*What to do*.
Within the listing below, the lines containing "Result" are to be counted. Give the number only.

*Records for this exercise*.
= = = = =

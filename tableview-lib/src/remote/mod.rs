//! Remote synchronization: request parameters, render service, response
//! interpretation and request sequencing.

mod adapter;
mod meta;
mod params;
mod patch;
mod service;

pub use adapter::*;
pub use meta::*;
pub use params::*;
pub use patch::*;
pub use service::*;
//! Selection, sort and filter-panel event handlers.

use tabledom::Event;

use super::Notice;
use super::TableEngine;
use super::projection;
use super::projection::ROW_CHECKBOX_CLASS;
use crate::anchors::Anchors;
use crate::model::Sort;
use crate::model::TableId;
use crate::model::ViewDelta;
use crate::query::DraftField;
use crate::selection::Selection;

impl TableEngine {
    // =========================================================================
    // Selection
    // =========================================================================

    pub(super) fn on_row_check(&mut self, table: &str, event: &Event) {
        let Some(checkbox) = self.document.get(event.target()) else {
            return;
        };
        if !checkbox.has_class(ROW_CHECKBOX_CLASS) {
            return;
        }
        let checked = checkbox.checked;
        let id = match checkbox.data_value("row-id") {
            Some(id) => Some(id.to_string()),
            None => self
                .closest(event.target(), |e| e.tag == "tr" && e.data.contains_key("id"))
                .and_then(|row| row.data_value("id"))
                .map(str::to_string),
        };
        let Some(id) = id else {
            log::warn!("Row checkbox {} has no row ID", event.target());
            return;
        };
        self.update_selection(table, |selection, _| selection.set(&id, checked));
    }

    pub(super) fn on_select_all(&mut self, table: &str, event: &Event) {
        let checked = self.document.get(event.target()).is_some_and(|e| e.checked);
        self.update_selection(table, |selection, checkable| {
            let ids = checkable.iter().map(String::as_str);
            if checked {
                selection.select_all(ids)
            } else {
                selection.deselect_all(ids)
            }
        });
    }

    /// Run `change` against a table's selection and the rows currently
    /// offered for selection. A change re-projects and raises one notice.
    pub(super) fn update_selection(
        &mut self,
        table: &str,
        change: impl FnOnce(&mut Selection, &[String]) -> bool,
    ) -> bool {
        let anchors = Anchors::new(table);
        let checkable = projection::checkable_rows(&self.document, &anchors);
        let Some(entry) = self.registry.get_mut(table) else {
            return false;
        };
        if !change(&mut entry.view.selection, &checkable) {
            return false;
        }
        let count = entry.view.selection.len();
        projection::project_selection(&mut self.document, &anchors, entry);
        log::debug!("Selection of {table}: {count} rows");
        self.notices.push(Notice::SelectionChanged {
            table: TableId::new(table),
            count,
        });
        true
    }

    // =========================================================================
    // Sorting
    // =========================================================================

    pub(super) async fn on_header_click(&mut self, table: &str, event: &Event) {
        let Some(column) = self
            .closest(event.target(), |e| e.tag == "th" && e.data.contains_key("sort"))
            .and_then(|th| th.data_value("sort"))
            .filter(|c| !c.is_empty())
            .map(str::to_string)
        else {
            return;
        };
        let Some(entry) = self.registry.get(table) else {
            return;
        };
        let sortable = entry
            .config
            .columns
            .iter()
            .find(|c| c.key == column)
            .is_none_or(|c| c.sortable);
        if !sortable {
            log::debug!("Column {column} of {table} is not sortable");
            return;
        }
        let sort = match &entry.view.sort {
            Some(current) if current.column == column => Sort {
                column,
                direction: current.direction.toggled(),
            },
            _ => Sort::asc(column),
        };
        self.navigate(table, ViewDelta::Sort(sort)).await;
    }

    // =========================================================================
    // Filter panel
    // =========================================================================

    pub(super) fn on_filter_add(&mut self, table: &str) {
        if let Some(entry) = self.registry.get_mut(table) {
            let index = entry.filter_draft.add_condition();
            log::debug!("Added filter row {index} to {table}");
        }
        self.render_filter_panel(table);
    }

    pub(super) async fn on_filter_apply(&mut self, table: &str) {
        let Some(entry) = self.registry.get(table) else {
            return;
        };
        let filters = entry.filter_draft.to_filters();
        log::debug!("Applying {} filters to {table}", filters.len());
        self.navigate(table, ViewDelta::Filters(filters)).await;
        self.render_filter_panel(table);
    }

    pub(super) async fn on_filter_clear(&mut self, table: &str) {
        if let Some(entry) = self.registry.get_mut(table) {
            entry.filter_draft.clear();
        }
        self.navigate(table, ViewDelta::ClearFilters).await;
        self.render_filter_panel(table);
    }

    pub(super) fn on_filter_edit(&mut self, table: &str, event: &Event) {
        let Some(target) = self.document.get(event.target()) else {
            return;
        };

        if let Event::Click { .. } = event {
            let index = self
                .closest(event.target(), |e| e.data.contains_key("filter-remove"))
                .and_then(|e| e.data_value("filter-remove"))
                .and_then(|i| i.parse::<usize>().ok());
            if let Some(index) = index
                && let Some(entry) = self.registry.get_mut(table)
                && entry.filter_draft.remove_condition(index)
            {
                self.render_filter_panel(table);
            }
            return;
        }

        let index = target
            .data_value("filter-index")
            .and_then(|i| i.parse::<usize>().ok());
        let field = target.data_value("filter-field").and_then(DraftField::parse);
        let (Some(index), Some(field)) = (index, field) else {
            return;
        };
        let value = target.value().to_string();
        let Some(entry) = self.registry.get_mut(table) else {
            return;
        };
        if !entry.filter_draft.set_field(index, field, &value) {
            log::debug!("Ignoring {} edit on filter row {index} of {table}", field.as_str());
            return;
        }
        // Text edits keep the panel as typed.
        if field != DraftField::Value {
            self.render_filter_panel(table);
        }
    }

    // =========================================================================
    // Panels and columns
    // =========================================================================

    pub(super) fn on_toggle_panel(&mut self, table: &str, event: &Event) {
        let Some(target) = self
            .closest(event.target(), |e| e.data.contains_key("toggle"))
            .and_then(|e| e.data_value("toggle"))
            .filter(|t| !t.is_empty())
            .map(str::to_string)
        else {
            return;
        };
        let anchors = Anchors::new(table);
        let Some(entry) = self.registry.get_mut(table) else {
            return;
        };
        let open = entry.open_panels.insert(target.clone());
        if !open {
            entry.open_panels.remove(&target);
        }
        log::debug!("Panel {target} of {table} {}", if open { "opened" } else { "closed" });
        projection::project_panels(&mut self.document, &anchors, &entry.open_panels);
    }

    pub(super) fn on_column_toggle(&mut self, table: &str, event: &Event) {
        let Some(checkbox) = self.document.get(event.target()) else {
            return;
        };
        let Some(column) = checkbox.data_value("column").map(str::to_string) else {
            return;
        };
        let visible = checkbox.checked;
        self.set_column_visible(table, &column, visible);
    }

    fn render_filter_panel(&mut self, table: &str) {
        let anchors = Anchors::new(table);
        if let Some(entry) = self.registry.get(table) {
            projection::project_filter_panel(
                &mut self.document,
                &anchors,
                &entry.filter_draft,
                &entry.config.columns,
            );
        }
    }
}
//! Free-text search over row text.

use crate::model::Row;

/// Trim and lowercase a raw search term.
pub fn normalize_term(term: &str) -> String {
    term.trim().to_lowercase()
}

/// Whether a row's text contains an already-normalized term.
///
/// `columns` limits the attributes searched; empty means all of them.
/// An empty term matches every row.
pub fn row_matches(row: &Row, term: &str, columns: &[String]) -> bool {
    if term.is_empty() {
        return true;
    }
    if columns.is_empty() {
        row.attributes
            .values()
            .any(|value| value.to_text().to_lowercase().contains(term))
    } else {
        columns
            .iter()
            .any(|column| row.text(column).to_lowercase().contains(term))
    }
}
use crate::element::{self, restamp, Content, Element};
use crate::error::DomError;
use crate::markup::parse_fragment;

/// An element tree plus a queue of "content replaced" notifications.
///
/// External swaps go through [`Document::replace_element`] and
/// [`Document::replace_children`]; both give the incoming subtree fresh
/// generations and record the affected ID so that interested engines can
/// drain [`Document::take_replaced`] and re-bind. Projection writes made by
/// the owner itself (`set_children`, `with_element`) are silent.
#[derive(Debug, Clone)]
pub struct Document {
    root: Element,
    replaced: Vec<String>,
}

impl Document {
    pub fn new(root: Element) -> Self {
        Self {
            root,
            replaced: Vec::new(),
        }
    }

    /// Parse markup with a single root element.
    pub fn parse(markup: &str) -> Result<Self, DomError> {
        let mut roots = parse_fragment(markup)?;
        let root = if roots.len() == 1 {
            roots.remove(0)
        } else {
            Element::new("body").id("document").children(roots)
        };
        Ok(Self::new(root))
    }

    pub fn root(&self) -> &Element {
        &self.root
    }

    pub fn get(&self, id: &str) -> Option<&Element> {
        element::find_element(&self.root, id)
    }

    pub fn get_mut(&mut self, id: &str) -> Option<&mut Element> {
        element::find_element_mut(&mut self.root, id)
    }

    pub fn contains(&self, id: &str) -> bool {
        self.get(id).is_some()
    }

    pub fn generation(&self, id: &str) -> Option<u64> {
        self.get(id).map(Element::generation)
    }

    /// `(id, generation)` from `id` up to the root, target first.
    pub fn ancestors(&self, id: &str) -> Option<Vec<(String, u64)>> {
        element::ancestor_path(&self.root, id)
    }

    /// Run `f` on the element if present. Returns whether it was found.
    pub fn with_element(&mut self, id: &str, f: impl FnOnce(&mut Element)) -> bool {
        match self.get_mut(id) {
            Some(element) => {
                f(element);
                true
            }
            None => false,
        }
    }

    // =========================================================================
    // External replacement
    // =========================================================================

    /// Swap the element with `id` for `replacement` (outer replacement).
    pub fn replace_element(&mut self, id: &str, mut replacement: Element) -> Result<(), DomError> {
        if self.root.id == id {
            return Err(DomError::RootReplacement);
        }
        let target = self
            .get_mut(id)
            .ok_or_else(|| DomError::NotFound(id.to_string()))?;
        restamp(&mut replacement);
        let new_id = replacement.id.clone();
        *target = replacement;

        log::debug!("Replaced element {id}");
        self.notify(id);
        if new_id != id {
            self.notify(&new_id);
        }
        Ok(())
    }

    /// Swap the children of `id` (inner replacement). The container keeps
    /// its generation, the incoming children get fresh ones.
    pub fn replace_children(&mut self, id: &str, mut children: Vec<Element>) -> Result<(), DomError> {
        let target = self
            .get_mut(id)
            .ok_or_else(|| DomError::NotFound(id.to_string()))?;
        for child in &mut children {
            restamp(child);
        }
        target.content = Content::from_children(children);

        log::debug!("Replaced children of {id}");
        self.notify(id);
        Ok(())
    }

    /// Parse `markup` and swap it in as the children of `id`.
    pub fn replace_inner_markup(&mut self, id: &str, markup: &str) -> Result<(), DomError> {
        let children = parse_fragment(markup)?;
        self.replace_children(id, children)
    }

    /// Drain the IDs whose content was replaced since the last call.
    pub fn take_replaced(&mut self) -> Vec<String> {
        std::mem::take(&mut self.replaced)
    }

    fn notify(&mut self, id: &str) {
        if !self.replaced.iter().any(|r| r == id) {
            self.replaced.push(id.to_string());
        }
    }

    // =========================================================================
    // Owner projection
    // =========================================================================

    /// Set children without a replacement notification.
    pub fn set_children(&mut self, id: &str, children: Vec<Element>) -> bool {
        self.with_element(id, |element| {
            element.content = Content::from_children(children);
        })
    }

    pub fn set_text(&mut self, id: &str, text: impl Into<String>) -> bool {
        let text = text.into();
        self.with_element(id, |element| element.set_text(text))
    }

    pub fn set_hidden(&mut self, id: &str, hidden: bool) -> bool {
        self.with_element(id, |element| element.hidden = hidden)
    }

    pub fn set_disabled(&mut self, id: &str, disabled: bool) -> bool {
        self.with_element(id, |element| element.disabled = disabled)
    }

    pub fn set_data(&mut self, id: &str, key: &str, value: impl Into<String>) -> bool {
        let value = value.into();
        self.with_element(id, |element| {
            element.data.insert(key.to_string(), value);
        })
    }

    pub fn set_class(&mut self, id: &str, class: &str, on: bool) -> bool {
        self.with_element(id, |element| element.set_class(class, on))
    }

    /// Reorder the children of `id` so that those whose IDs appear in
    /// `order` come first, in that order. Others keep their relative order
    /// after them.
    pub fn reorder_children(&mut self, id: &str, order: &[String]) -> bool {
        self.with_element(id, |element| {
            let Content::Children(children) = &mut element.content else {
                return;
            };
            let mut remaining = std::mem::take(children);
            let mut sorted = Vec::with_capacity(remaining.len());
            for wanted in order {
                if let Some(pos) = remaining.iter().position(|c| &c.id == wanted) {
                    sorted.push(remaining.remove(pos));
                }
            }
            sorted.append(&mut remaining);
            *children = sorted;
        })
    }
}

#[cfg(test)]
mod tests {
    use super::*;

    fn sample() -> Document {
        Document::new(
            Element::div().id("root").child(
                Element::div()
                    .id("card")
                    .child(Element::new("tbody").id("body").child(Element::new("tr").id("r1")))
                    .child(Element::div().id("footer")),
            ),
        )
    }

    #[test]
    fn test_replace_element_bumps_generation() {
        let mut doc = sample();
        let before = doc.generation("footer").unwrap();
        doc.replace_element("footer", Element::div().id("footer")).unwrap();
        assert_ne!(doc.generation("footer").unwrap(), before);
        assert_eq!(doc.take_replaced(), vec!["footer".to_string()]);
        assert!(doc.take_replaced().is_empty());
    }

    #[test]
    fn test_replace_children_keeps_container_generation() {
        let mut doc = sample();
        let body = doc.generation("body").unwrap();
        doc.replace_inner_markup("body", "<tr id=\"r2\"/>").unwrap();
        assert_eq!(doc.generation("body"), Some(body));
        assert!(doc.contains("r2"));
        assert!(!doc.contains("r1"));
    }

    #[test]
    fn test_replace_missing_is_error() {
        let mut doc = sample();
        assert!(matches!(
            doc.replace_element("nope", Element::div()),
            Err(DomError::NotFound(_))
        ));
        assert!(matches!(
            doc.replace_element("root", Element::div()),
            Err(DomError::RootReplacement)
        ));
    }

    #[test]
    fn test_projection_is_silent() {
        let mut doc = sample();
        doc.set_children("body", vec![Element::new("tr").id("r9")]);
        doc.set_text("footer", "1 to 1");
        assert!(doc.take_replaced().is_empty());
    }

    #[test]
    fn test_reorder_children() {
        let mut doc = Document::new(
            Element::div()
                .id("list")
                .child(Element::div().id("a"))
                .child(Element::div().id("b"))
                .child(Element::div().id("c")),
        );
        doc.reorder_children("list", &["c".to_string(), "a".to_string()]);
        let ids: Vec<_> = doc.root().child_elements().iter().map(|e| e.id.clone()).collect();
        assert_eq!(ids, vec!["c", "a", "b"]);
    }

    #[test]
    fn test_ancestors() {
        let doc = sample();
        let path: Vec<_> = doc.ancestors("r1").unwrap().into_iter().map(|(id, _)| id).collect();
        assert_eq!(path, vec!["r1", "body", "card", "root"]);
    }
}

= = = = =

*Answer for this exercise*.
4